BEGIN Supplied data
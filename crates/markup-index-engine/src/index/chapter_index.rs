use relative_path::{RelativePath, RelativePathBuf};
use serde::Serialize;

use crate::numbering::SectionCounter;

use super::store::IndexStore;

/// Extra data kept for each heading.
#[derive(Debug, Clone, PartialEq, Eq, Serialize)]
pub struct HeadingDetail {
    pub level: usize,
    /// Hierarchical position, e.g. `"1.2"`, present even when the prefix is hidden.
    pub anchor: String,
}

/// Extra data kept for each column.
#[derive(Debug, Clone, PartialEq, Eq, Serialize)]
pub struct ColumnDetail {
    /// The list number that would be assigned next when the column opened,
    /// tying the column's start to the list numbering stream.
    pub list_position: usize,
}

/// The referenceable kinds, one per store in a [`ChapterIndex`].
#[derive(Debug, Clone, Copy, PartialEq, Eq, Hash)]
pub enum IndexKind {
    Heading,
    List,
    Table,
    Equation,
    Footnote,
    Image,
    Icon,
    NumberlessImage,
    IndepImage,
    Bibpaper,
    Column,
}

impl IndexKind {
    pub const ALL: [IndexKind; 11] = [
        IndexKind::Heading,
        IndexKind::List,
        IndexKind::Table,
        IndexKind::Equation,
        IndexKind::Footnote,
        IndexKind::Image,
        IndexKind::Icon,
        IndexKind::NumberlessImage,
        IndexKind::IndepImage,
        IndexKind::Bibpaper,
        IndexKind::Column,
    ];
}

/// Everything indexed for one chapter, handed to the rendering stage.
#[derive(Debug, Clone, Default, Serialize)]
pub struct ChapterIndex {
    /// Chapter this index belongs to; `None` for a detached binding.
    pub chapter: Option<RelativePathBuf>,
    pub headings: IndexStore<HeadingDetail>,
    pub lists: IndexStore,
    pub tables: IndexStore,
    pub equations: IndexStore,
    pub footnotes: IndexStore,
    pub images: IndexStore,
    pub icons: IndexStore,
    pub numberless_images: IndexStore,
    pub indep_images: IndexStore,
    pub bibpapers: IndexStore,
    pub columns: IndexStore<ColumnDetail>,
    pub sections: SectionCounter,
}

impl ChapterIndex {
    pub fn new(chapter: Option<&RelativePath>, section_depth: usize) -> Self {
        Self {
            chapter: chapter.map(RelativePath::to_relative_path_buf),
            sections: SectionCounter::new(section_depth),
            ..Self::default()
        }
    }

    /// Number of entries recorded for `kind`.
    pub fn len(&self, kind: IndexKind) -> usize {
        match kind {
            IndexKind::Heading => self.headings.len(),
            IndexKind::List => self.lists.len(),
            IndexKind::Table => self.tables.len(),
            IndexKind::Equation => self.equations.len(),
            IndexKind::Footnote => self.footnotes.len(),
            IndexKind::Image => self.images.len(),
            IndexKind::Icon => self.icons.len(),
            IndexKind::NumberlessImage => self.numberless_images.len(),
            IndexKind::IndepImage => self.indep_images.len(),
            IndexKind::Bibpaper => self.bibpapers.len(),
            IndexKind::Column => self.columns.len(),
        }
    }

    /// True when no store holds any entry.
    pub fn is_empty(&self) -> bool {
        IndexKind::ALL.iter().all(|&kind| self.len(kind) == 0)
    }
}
END Supplied data
Problem statement
The answer must consist of every line above that contains the word "Option".

Solution for this task
    pub chapter: Option<RelativePathBuf>,
    pub fn new(chapter: Option<&RelativePath>, section_depth: usize) -> Self {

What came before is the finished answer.